- Exercise goal -
In the records below, some lines hold the word "BootstrapConfig". Copy each of those lines.

^^^^^^^^

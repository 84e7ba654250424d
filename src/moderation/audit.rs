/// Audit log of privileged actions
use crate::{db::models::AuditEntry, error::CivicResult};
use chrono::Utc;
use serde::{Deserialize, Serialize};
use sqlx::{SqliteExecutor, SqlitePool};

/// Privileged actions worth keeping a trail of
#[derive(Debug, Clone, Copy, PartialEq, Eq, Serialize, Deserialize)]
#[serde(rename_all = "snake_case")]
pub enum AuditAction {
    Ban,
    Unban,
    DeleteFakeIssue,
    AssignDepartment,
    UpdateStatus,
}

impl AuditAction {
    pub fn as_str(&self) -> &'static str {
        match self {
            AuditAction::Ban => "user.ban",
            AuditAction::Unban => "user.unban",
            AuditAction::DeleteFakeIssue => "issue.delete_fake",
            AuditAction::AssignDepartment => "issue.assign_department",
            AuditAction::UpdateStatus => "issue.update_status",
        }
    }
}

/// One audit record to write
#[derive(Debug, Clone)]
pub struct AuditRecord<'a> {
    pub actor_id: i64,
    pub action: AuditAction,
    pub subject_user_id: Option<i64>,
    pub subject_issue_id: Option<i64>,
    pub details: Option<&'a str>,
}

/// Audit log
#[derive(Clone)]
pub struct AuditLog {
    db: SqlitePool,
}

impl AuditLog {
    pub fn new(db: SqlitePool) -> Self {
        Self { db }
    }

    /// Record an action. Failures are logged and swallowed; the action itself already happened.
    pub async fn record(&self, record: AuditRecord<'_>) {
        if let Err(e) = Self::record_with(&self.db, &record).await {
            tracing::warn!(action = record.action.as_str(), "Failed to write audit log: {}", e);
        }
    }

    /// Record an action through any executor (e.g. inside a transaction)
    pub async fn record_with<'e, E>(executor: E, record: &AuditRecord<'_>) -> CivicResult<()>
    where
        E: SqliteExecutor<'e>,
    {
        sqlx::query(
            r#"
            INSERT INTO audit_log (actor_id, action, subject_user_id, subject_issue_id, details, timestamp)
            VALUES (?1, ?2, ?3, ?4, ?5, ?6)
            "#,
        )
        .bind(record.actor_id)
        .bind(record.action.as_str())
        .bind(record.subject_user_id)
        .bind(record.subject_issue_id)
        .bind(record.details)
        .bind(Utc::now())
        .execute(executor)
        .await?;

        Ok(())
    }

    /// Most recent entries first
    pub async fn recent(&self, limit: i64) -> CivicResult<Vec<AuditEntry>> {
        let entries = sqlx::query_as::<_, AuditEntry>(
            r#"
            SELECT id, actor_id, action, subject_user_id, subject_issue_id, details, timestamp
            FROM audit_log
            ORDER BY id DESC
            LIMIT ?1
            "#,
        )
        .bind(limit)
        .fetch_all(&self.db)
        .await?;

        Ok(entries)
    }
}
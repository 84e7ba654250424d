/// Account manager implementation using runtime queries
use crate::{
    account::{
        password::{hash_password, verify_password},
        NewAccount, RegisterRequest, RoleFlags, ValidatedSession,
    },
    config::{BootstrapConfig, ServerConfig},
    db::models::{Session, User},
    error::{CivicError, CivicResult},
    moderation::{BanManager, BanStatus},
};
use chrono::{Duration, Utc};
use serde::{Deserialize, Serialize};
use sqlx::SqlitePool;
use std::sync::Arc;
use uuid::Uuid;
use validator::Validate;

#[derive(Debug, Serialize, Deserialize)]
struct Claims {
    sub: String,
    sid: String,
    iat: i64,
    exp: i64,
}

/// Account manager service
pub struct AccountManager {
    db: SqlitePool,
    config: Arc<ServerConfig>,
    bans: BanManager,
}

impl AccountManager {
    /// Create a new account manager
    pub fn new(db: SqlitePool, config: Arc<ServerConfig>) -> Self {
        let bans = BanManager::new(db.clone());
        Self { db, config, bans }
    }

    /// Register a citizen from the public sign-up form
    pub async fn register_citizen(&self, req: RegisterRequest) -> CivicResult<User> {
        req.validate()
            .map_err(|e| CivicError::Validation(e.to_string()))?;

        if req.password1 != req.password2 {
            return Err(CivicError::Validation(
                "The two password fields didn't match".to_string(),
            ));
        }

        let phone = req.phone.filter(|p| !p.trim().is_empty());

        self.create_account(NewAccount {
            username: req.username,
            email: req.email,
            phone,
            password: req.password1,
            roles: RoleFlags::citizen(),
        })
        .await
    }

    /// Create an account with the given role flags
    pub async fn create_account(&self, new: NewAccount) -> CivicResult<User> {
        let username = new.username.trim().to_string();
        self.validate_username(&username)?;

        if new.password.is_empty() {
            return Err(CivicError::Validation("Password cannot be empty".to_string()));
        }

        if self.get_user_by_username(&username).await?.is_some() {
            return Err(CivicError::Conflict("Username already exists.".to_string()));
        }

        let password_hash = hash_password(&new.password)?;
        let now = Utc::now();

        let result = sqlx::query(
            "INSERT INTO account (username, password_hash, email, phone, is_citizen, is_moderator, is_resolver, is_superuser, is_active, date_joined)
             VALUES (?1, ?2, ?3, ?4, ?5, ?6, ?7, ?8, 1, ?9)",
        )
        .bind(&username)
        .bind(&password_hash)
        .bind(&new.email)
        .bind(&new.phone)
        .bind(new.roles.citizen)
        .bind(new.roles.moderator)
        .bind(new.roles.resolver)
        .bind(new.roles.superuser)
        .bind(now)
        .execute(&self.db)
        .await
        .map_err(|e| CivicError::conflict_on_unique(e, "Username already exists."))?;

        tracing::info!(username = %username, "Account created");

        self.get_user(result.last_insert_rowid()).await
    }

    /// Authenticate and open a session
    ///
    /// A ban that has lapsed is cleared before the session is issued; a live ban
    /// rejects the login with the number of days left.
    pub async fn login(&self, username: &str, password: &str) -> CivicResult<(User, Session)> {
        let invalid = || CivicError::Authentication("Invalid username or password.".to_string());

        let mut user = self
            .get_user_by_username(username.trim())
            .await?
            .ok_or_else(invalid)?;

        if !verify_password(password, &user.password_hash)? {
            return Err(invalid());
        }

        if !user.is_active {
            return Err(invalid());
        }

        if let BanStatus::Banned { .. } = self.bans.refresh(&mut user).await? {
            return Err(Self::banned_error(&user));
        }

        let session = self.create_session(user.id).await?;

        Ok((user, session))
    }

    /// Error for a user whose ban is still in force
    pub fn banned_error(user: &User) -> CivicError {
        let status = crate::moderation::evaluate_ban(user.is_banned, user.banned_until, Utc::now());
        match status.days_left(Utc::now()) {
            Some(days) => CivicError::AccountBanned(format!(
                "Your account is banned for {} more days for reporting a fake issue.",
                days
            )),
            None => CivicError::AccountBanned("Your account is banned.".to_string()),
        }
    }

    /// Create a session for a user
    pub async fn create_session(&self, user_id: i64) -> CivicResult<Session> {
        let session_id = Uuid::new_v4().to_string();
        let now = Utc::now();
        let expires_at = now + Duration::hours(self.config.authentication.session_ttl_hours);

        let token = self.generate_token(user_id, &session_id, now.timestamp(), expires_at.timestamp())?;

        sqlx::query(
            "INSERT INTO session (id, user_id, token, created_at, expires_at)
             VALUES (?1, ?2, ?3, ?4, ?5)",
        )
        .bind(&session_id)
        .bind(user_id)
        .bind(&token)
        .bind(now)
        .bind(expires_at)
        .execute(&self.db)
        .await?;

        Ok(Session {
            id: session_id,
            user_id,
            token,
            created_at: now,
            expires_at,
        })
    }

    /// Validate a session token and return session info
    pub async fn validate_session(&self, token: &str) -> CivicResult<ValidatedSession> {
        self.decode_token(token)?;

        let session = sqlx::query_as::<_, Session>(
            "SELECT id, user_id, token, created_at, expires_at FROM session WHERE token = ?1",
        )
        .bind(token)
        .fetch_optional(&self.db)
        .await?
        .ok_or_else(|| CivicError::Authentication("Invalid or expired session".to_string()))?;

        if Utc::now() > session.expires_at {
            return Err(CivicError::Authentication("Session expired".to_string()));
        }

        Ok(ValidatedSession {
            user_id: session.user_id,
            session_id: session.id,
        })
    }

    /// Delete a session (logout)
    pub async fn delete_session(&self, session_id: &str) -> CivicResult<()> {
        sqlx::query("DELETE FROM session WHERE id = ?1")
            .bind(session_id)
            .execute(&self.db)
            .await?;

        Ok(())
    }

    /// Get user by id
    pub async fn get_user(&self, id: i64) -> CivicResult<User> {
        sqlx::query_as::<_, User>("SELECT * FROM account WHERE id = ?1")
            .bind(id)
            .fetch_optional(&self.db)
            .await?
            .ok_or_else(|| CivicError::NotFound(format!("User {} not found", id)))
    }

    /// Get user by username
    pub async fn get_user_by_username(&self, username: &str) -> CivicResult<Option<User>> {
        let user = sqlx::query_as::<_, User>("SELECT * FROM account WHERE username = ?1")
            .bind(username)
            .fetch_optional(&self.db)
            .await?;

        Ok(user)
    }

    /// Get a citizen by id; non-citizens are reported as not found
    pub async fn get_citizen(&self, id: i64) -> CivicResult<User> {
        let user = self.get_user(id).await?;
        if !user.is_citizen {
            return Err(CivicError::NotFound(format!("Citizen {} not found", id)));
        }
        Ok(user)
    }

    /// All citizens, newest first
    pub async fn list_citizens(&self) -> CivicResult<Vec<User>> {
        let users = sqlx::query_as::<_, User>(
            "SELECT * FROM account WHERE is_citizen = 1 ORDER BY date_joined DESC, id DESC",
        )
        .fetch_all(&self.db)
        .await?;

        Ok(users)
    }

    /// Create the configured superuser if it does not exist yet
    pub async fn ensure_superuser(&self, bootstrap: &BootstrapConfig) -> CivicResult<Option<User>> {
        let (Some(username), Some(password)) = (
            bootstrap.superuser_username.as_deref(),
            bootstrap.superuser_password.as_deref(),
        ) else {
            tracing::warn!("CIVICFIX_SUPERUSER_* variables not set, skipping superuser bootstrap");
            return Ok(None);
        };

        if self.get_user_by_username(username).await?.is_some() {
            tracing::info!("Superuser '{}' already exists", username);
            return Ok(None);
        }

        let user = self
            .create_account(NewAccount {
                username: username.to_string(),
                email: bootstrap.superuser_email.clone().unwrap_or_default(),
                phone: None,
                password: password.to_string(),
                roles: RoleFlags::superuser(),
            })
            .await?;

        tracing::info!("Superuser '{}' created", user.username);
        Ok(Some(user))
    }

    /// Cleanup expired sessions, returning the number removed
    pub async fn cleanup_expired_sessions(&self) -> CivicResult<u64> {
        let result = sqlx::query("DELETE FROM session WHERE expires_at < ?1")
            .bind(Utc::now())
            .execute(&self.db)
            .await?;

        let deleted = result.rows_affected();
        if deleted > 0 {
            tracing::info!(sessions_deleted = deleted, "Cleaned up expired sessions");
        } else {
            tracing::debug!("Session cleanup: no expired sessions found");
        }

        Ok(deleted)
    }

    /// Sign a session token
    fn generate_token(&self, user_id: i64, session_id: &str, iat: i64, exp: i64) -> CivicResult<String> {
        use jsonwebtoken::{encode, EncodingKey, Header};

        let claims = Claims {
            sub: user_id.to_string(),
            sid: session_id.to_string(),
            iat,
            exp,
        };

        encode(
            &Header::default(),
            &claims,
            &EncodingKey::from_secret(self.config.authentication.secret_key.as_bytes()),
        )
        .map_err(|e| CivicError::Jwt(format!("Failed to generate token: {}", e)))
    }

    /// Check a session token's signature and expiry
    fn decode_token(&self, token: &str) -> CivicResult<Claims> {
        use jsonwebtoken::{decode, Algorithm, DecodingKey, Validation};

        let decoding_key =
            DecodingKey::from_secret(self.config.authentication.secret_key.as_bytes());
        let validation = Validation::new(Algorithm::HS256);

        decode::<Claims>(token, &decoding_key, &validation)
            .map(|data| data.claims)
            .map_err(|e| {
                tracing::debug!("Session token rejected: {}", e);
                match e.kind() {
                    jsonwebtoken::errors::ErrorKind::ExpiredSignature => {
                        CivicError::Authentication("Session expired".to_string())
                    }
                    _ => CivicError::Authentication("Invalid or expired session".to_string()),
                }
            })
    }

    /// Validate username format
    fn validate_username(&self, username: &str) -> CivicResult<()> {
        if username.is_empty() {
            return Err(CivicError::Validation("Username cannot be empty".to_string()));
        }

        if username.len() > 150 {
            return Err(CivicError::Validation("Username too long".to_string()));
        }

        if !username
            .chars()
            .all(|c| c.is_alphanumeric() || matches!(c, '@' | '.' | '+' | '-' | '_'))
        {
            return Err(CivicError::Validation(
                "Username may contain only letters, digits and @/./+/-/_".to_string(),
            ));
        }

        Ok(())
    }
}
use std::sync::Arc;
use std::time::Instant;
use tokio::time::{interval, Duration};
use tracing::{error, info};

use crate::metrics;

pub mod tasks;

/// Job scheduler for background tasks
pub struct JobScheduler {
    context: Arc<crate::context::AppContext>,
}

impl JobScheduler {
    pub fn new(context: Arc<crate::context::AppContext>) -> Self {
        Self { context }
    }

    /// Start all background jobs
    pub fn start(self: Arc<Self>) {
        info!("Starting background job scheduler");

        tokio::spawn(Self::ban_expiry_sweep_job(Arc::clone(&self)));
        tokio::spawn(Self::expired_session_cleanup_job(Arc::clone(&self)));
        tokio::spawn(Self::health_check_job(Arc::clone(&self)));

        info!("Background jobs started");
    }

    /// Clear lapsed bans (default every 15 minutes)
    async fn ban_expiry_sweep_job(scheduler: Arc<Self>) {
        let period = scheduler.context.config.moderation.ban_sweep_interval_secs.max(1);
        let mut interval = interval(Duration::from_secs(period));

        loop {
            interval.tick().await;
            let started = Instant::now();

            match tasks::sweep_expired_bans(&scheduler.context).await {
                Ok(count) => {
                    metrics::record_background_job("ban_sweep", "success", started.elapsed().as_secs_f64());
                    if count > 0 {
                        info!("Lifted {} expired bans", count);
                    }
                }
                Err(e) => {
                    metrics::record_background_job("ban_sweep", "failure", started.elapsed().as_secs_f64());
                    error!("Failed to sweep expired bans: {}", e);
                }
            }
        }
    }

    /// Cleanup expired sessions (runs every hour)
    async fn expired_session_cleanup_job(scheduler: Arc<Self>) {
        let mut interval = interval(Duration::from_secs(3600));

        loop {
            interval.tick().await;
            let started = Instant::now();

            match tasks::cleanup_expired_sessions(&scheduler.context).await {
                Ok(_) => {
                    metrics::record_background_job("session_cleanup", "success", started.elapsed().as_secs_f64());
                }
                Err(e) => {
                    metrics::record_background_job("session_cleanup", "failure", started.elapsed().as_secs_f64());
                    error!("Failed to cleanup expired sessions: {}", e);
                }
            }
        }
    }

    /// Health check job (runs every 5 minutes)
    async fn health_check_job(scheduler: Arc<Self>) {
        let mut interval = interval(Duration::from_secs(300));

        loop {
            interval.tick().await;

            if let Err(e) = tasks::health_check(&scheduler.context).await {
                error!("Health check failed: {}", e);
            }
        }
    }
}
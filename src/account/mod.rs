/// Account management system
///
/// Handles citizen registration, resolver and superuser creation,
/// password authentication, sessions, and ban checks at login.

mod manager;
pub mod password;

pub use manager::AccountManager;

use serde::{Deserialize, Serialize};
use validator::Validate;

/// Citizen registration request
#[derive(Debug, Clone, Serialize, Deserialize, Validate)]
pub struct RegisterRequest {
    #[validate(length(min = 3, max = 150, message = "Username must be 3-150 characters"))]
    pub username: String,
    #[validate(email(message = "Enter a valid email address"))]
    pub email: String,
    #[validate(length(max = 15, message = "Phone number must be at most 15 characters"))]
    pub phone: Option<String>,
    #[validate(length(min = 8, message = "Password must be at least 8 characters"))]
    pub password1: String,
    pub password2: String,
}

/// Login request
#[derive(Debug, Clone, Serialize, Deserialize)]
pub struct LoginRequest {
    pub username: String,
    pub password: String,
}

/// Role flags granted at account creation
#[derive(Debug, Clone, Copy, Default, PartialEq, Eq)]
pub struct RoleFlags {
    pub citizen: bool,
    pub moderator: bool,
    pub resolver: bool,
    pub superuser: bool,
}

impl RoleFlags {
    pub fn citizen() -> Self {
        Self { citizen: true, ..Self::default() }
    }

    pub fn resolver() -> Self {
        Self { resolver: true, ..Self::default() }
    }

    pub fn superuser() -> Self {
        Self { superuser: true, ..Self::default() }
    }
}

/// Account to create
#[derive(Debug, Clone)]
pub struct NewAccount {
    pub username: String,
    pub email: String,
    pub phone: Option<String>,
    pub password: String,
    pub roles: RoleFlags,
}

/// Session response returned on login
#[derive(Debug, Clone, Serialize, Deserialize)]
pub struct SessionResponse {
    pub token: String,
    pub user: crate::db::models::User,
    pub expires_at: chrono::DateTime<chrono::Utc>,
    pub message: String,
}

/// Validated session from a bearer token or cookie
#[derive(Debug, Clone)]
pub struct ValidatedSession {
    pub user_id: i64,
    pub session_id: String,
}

^^^^^^^^

- Response for this exercise -
    config::{BootstrapConfig, ServerConfig},
    pub async fn ensure_superuser(&self, bootstrap: &BootstrapConfig) -> CivicResult<Option<User>> {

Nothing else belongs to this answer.